Collected data entries
use std::fs::{self, File, OpenOptions};
use std::io::{self, BufWriter};
use std::path::{Path, PathBuf};
use tracing_appender::non_blocking::WorkerGuard;
use tracing_subscriber::{fmt, layer::SubscriberExt, util::SubscriberInitExt, EnvFilter};

use crate::config::ScriptableConfig;

const MAX_LOG_SIZE: u64 = 1024 * 1024; // 1MB

/// Filter used when `RUST_LOG` is not set: `info`, or `debug` once `-d` is given
fn default_filter(verbosity: u8) -> EnvFilter {
    EnvFilter::try_from_default_env().unwrap_or_else(|_| {
        EnvFilter::new(match verbosity {
            0 => "info",
            1 => "debug",
            _ => "trace",
        })
    })
}

/// Initialize logging for a binary.
///
/// - `component_name`: Name of the binary, used for the log file name
/// - `file_enabled`: If true, also log to a file. If false, only console logging.
/// - `verbosity`: Number of `-d` flags given
///
/// Returns a guard that must be kept alive for the duration of the program.
pub fn init_logging(
    component_name: &str,
    file_enabled: bool,
    verbosity: u8,
) -> io::Result<Option<WorkerGuard>> {
    if file_enabled {
        let log_dir = get_log_directory()?;
        fs::create_dir_all(&log_dir)?;

        let log_path = log_dir.join(format!("{}.log", component_name));
        truncate_if_needed(&log_path)?;

        let file = OpenOptions::new()
            .create(true)
            .append(true)
            .open(&log_path)?;

        let (non_blocking_file, guard) = tracing_appender::non_blocking(BufWriter::new(file));

        tracing_subscriber::registry()
            .with(default_filter(verbosity))
            .with(fmt::layer().with_writer(io::stderr).with_ansi(true))
            .with(
                fmt::layer()
                    .with_writer(non_blocking_file)
                    .with_ansi(false)
                    .with_target(true),
            )
            .init();

        tracing::info!("Logging to file: {}", log_path.display());

        Ok(Some(guard))
    } else {
        // Console-only logging
        tracing_subscriber::fmt()
            .with_writer(io::stderr)
            .with_env_filter(default_filter(verbosity))
            .init();

        Ok(None)
    }
}

fn get_log_directory() -> io::Result<PathBuf> {
    ScriptableConfig::data_dir()
        .map(|dir| dir.join("logs"))
        .ok_or_else(|| io::Error::new(io::ErrorKind::NotFound, "Failed to find home directory"))
}

/// Truncate log file if it exceeds MAX_LOG_SIZE.
fn truncate_if_needed(log_path: &Path) -> io::Result<()> {
    if log_path.exists() {
        let metadata = fs::metadata(log_path)?;
        if metadata.len() > MAX_LOG_SIZE {
            let file = File::create(log_path)?;
            file.set_len(0)?;
        }
    }
    Ok(())
}

#[cfg(test)]
mod tests {
    use super::*;
    use std::io::Write;

    #[test]
    fn test_truncate_large_log() {
        let dir = tempfile::tempdir().unwrap();
        let path = dir.path().join("big.log");
        let mut file = File::create(&path).unwrap();
        file.write_all(&vec![b'x'; (MAX_LOG_SIZE + 1) as usize])
            .unwrap();
        drop(file);

        truncate_if_needed(&path).unwrap();
        assert_eq!(fs::metadata(&path).unwrap().len(), 0);
    }

    #[test]
    fn test_small_log_is_kept() {
        let dir = tempfile::tempdir().unwrap();
        let path = dir.path().join("small.log");
        fs::write(&path, "line\n").unwrap();

        truncate_if_needed(&path).unwrap();
        assert_eq!(fs::read_to_string(&path).unwrap(), "line\n");
    }
}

[To do] Between the first line of the entries above and the line with "use crate::config::ScriptableConfig;", both included, copy every line exactly and nothing outside that range.

[Output of the task]
use std::fs::{self, File, OpenOptions};
use std::io::{self, BufWriter};
use std::path::{Path, PathBuf};
use tracing_appender::non_blocking::WorkerGuard;
use tracing_subscriber::{fmt, layer::SubscriberExt, util::SubscriberInitExt, EnvFilter};

use crate::config::ScriptableConfig;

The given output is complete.